REVIEW: Old Love @ The Blue Room

Old Love by The Last Great Hunt at the Blue Room
Reviewed by: Freya Parr
Image credit: Jamie Breen

The Last Great Hunt delivers another stellar acting performance in the form of their newest play Old Love, performed at the lovely Blue Room Theatre. Questioning our notions of romance, age, and social expectations of relationships, this great little piece left me feeling not only sufficiently entertained, but also with some new views on the societal “taboos” of relationships.

Written by Chris Isaacs (Flood, Fag/Stag), Old Love involves a young man named Rob, who is smitten with his new partner Florence, who is seen to be the closest thing to the “perfect woman”. She is kind, honest, holds herself well, dresses well, speaks 4 languages, and is well-read and travelled. But she’s twice Rob’s age.

At a dinner party with Rob’s friends Gabby and Jim, the couple is ruthlessly judged, and in a hilarious cross-examination of Flo, we realise the pettiness of our views on age difference in relationships. The characterisation of Gabby as a highly strung manic woman, focussed entirely on societal appearance, is uncannily relatable, and the way she falls apart slowly throughout the performance is superb.

The set design and techniques used were incredibly effective. The use of the backstage as an element of the performance worked really well, and it gave the impression of the play being set in an entire house, rather than being restricted to just the one room. The way that the actors used the audience as a “mirror”, to analyse aspects of their appearance was just meta enough to be effective, but not too much to be pretentious. It also gave the impression that we, as an audience, are a reflection of the characters and the views they hold, so we too must also analyse the ways which we respond in situations like this.

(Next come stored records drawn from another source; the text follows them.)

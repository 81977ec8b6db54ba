//! Nested-set tree engine.
//!
//! A partition is a vector of nodes kept in pre-order (ascending `left`). Ancestry is
//! interval containment, so every subtree is a contiguous slice starting at its root:
//! `nodes[pos .. pos + size]` where `size = (right - left + 1) / 2`. Structural
//! mutations shift bounds across the whole partition; reads never recurse.
//!
//! This type holds no locks. `Partition` wraps it in a `RwLock` and applies every
//! mutation to a staged copy.

use std::collections::HashMap;
use std::fmt;

use serde::{Deserialize, Serialize};
use tracing::debug;

use super::paths::{self, SEPARATOR};
use crate::error::{RbacError, Result};

pub const ROOT_TITLE: &str = "root";

#[derive(Debug, Clone, Copy, PartialEq, Eq, Hash, PartialOrd, Ord, Serialize, Deserialize)]
pub struct NodeId(pub u64);

impl NodeId {
    /// Id of the sentinel root right after a reset.
    pub const ROOT: NodeId = NodeId(1);
}

impl fmt::Display for NodeId {
    fn fmt(&self, f: &mut fmt::Formatter<'_>) -> fmt::Result { write!(f, "{}", self.0) }
}

impl From<u64> for NodeId {
    fn from(v: u64) -> Self { NodeId(v) }
}

#[derive(Debug, Clone, PartialEq, Eq, Serialize, Deserialize)]
pub struct Node {
    pub id: NodeId,
    pub left: i64,
    pub right: i64,
    pub title: String,
    pub description: String,
}

impl Node {
    pub fn width(&self) -> i64 { self.right - self.left + 1 }

    /// Number of nodes in this subtree, the node included.
    pub fn subtree_size(&self) -> usize { (self.width() / 2) as usize }

    /// Reflexive interval containment: a node contains itself.
    pub fn contains(&self, other: &Node) -> bool { self.left <= other.left && other.right <= self.right }
}

/// A node as reported by tree queries, annotated with a depth whose origin depends on the
/// query (partition root or the queried node).
#[derive(Debug, Clone, PartialEq, Eq, Serialize, Deserialize)]
pub struct PathEntry {
    pub id: NodeId,
    pub title: String,
    pub description: String,
    pub depth: u64,
}

impl PathEntry {
    fn from_node(n: &Node, depth: u64) -> Self {
        Self { id: n.id, title: n.title.clone(), description: n.description.clone(), depth }
    }
}

#[derive(Debug, Clone)]
pub struct NestedSet {
    /// Pre-order: strictly ascending `left`.
    nodes: Vec<Node>,
    /// id -> position in `nodes`; rebuilt after every structural change.
    index: HashMap<NodeId, usize>,
    next_id: u64,
}

impl Default for NestedSet {
    fn default() -> Self { Self::new() }
}

impl NestedSet {
    /// A freshly reset partition: only the sentinel root with bounds (0, 1).
    pub fn new() -> Self {
        let root = Node { id: NodeId::ROOT, left: 0, right: 1, title: ROOT_TITLE.to_string(), description: ROOT_TITLE.to_string() };
        let mut s = Self { nodes: vec![root], index: HashMap::new(), next_id: NodeId::ROOT.0 + 1 };
        s.reindex();
        s
    }

    /// Rebuild from persisted rows. Rows may arrive in any order; the result is validated.
    pub fn from_rows(mut rows: Vec<Node>, next_id: u64) -> Result<Self> {
        rows.sort_by_key(|n| n.left);
        let mut s = Self { nodes: rows, index: HashMap::new(), next_id };
        s.reindex();
        s.validate()?;
        Ok(s)
    }

    /// Rows in pre-order.
    pub fn rows(&self) -> &[Node] { &self.nodes }
    pub fn next_id(&self) -> u64 { self.next_id }
    pub fn count(&self) -> usize { self.nodes.len() }
    pub fn root(&self) -> &Node { &self.nodes[0] }
    pub fn root_id(&self) -> NodeId { self.nodes[0].id }
    pub fn contains_id(&self, id: NodeId) -> bool { self.index.contains_key(&id) }

    fn reindex(&mut self) {
        self.index = self.nodes.iter().enumerate().map(|(i, n)| (n.id, i)).collect();
    }

    fn position(&self, id: NodeId) -> Result<usize> {
        self.index.get(&id).copied()
            .ok_or_else(|| RbacError::invalid("unknown_node", format!("node {} does not exist", id)))
    }

    pub fn get(&self, id: NodeId) -> Result<&Node> {
        let pos = self.position(id)?;
        Ok(&self.nodes[pos])
    }

    fn subtree(&self, pos: usize) -> &[Node] {
        let size = self.nodes[pos].subtree_size();
        &self.nodes[pos..pos + size]
    }

    fn reject_root(&self, id: NodeId, op: &str) -> Result<()> {
        if id == self.root_id() {
            return Err(RbacError::invalid("root_immutable", format!("{} cannot target the root node", op)));
        }
        Ok(())
    }

    // ---- structural mutation ----

    /// Insert a new rightmost child of `parent` (root when `None`).
    pub fn insert(&mut self, title: &str, description: &str, parent: Option<NodeId>) -> Result<NodeId> {
        paths::validate_title(title)?;
        let parent = parent.unwrap_or_else(|| self.root_id());
        let ppos = self.index.get(&parent).copied()
            .ok_or_else(|| RbacError::invalid("parent_not_found", format!("parent node {} does not exist", parent)))?;
        let r = self.nodes[ppos].right;
        let mut shifted = 0usize;
        for n in self.nodes.iter_mut() {
            if n.right >= r { n.right += 2; shifted += 1; }
            if n.left > r { n.left += 2; }
        }
        let id = NodeId(self.next_id);
        self.next_id += 1;
        let at = self.nodes.partition_point(|n| n.left < r);
        self.nodes.insert(at, Node { id, left: r, right: r + 1, title: title.to_string(), description: description.to_string() });
        self.reindex();
        debug!(target: "rbacstore::nested_set", "insert id={} parent={} bounds=({}, {}) shifted={}", id, parent, r, r + 1, shifted);
        Ok(id)
    }

    /// Create every missing prefix of `path`. Returns the number of nodes created and the
    /// id of the final segment.
    pub fn insert_path(&mut self, path: &str, descriptions: &[String]) -> Result<(u64, NodeId)> {
        let segments = paths::split_path(path)?;
        for s in &segments { paths::validate_title(s)?; }
        let mut parent = self.root_id();
        let mut created = 0u64;
        for (i, seg) in segments.iter().enumerate() {
            match self.resolve_segments(&segments[..=i]) {
                Ok(id) => parent = id,
                Err(e) if e.is_not_found() => {
                    let desc = descriptions.get(i).map(String::as_str).unwrap_or("");
                    parent = self.insert(seg, desc, Some(parent))?;
                    created += 1;
                }
                Err(e) => return Err(e),
            }
        }
        Ok((created, parent))
    }

    /// Delete one node and splice its children one level up.
    pub fn remove(&mut self, id: NodeId) -> Result<()> {
        self.reject_root(id, "remove")?;
        let pos = self.position(id)?;
        let (l, r) = (self.nodes[pos].left, self.nodes[pos].right);
        self.nodes.remove(pos);
        for n in self.nodes.iter_mut() {
            if n.left > l && n.right < r {
                n.left -= 1;
                n.right -= 1;
            } else {
                if n.right > r { n.right -= 2; }
                if n.left > r { n.left -= 2; }
            }
        }
        self.reindex();
        debug!(target: "rbacstore::nested_set", "remove id={} bounds=({}, {})", id, l, r);
        Ok(())
    }

    /// Delete a node together with all of its descendants. Returns the removed ids in
    /// pre-order.
    pub fn remove_subtree(&mut self, id: NodeId) -> Result<Vec<NodeId>> {
        self.reject_root(id, "remove_subtree")?;
        let pos = self.position(id)?;
        let (l, r) = (self.nodes[pos].left, self.nodes[pos].right);
        let width = r - l + 1;
        let size = self.nodes[pos].subtree_size();
        let removed: Vec<NodeId> = self.nodes.drain(pos..pos + size).map(|n| n.id).collect();
        for n in self.nodes.iter_mut() {
            if n.right > r { n.right -= width; }
            if n.left > r { n.left -= width; }
        }
        self.reindex();
        debug!(target: "rbacstore::nested_set", "remove_subtree id={} bounds=({}, {}) removed={}", id, l, r, removed.len());
        Ok(removed)
    }

    /// Replace title and description in place; bounds are untouched.
    pub fn edit(&mut self, id: NodeId, title: &str, description: &str) -> Result<()> {
        self.reject_root(id, "edit")?;
        paths::validate_title(title)?;
        let pos = self.position(id)?;
        let n = &mut self.nodes[pos];
        n.title = title.to_string();
        n.description = description.to_string();
        Ok(())
    }

    // ---- queries ----

    pub fn children(&self, id: NodeId) -> Result<Vec<PathEntry>> {
        let pos = self.position(id)?;
        let end = pos + self.nodes[pos].subtree_size();
        let mut out = Vec::new();
        let mut i = pos + 1;
        while i < end {
            let c = &self.nodes[i];
            out.push(PathEntry::from_node(c, 1));
            i += c.subtree_size();
        }
        Ok(out)
    }

    /// All descendants in pre-order. Depth is measured from the partition root when
    /// `absolute`, otherwise from `id`.
    pub fn descendants(&self, id: NodeId, absolute: bool) -> Result<Vec<PathEntry>> {
        let pos = self.position(id)?;
        let base = if absolute { self.depth_at(pos) } else { 0 };
        let sub = self.subtree(pos);
        let mut open: Vec<i64> = vec![sub[0].right];
        let mut out = Vec::with_capacity(sub.len().saturating_sub(1));
        for n in &sub[1..] {
            while open.last().is_some_and(|&r| r < n.left) { open.pop(); }
            out.push(PathEntry::from_node(n, base + open.len() as u64));
            open.push(n.right);
        }
        Ok(out)
    }

    /// Root..=id, found by interval containment over the nodes preceding `id`.
    pub fn ancestor_path(&self, id: NodeId) -> Result<Vec<PathEntry>> {
        let pos = self.position(id)?;
        let target = &self.nodes[pos];
        Ok(self.nodes[..=pos].iter()
            .filter(|a| a.contains(target))
            .enumerate()
            .map(|(d, a)| PathEntry::from_node(a, d as u64))
            .collect())
    }

    fn depth_at(&self, pos: usize) -> u64 {
        let target = &self.nodes[pos];
        self.nodes[..pos].iter().filter(|a| a.contains(target)).count() as u64
    }

    pub fn depth(&self, id: NodeId) -> Result<u64> {
        let pos = self.position(id)?;
        Ok(self.depth_at(pos))
    }

    pub fn parent(&self, id: NodeId) -> Result<Option<NodeId>> {
        let pos = self.position(id)?;
        let target = &self.nodes[pos];
        // The nearest container is the last one in pre-order.
        Ok(self.nodes[..pos].iter().rev().find(|a| a.contains(target)).map(|a| a.id))
    }

    pub fn path_string(&self, id: NodeId) -> Result<String> {
        let chain = self.ancestor_path(id)?;
        Ok(paths::join_path(chain.iter().skip(1).map(|e| e.title.as_str())))
    }

    /// Reflexive: a node is its own ancestor.
    pub fn is_ancestor(&self, ancestor: NodeId, node: NodeId) -> Result<bool> {
        Ok(self.get(ancestor)?.contains(self.get(node)?))
    }

    /// Ids of `id` and every node beneath it.
    pub fn subtree_ids(&self, id: NodeId) -> Result<Vec<NodeId>> {
        let pos = self.position(id)?;
        Ok(self.subtree(pos).iter().map(|n| n.id).collect())
    }

    // ---- addressing ----

    /// Resolve a path ("/a/b") or a title ("b").
    pub fn resolve(&self, reference: &str) -> Result<NodeId> {
        if paths::is_path(reference) { self.resolve_path(reference) } else { self.resolve_title(reference) }
    }

    /// First node in pre-order carrying `title`. Titles are not unique across subtrees.
    pub fn resolve_title(&self, title: &str) -> Result<NodeId> {
        self.nodes.iter().find(|n| n.title == title).map(|n| n.id)
            .ok_or_else(|| RbacError::not_found("title_not_found", format!("no node titled '{}'", title)))
    }

    pub fn resolve_path(&self, path: &str) -> Result<NodeId> {
        let segments = paths::split_path(path)?;
        self.resolve_segments(&segments)
    }

    /// Exact match of the full title chain below the root, so equal leaf titles in
    /// different subtrees resolve independently.
    fn resolve_segments(&self, segments: &[&str]) -> Result<NodeId> {
        let Some(leaf) = segments.last() else { return Ok(self.root_id()); };
        for (pos, n) in self.nodes.iter().enumerate() {
            if n.title != *leaf { continue; }
            let chain: Vec<&Node> = self.nodes[..pos].iter().filter(|a| a.contains(n)).collect();
            if chain.len() != segments.len() { continue; }
            if chain.iter().skip(1).zip(segments.iter()).all(|(a, s)| a.title == *s) {
                return Ok(n.id);
            }
        }
        let shown: Vec<String> = segments.iter().map(|s| format!("{}{}", SEPARATOR, s)).collect();
        Err(RbacError::not_found("path_not_found", format!("no node at path '{}'", shown.concat())))
    }

    // ---- integrity ----

    /// Check the nested-set invariants: positive widths, strict nesting or disjointness,
    /// a single enclosing root, subtree sizes matching widths, and dense bounds.
    pub fn validate(&self) -> Result<()> {
        let fail = |msg: String| Err(RbacError::storage("invariant_violation", msg));
        if self.nodes.is_empty() { return fail("partition has no root".into()); }
        if self.index.len() != self.nodes.len() { return fail("duplicate node ids".into()); }
        let root = &self.nodes[0];
        if root.left != 0 || root.right != 2 * self.nodes.len() as i64 - 1 {
            return fail(format!("root bounds ({}, {}) do not enclose {} nodes", root.left, root.right, self.nodes.len()));
        }
        let mut bounds: Vec<i64> = Vec::with_capacity(self.nodes.len() * 2);
        let mut open: Vec<&Node> = Vec::new();
        for (i, n) in self.nodes.iter().enumerate() {
            if n.left >= n.right { return fail(format!("node {} has left {} >= right {}", n.id, n.left, n.right)); }
            if n.id.0 >= self.next_id { return fail(format!("node {} is beyond the id counter {}", n.id, self.next_id)); }
            if i > 0 && self.nodes[i - 1].left >= n.left { return fail(format!("node {} is out of pre-order", n.id)); }
            while open.last().is_some_and(|a| a.right < n.left) { open.pop(); }
            match open.last() {
                Some(a) if n.right >= a.right => {
                    return fail(format!("node {} ({}, {}) partially overlaps node {} ({}, {})", n.id, n.left, n.right, a.id, a.left, a.right));
                }
                None if i > 0 => return fail(format!("node {} lies outside the root", n.id)),
                _ => {}
            }
            let inside = self.nodes[i..].iter().take_while(|m| m.left < n.right).count();
            if (n.width() % 2 != 0) || inside != n.subtree_size() {
                return fail(format!("node {} width {} does not match {} contained nodes", n.id, n.width(), inside));
            }
            open.push(n);
            bounds.push(n.left);
            bounds.push(n.right);
        }
        bounds.sort_unstable();
        if bounds.iter().enumerate().any(|(i, b)| *b != i as i64) {
            return fail("bounds are not dense".into());
        }
        Ok(())
    }
}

The direction from Jeffrey Jay Fowler (who was an absolute dream in Fag/Stag) was bang on point. The portrayal of Gabby’s character was particularly effective, particularly in the moments when she withdrew from conversation to use her phone, despite Flo’s attempts to engage her. It was so relatable, and I’m sure we’ve all experienced that countless times! This effect made her seem all the more immature when compared to Florence, and ever since seeing the play, I have personally made a conscious effort to not even pick up my phone in social settings!

For me, Nicola Bartlett who played Florence absolutely stole the show. Her connection with Nick Maclaine, who played Jim, was palpable and entirely believable. Their time together felt like a heart-warming serene moment within the chaos of the rest of the play. Incidentally, her hairdo was utterly fabulous and if I can look that sassy and on point when I’m her age, I will be very contented lady.

I found Old Love to be simultaneously poignant yet incredibly easy to watch. In an age where we still maintain views about what a “typical relationship” should look like, it was a much-needed powerful response to societal norms. I left the theatre with a refreshed outlook on life, with an aim to recreate Flo’s mantra of focussing on life, for which love will inevitably follow.

Old Love is at The Blue Room until 2nd May.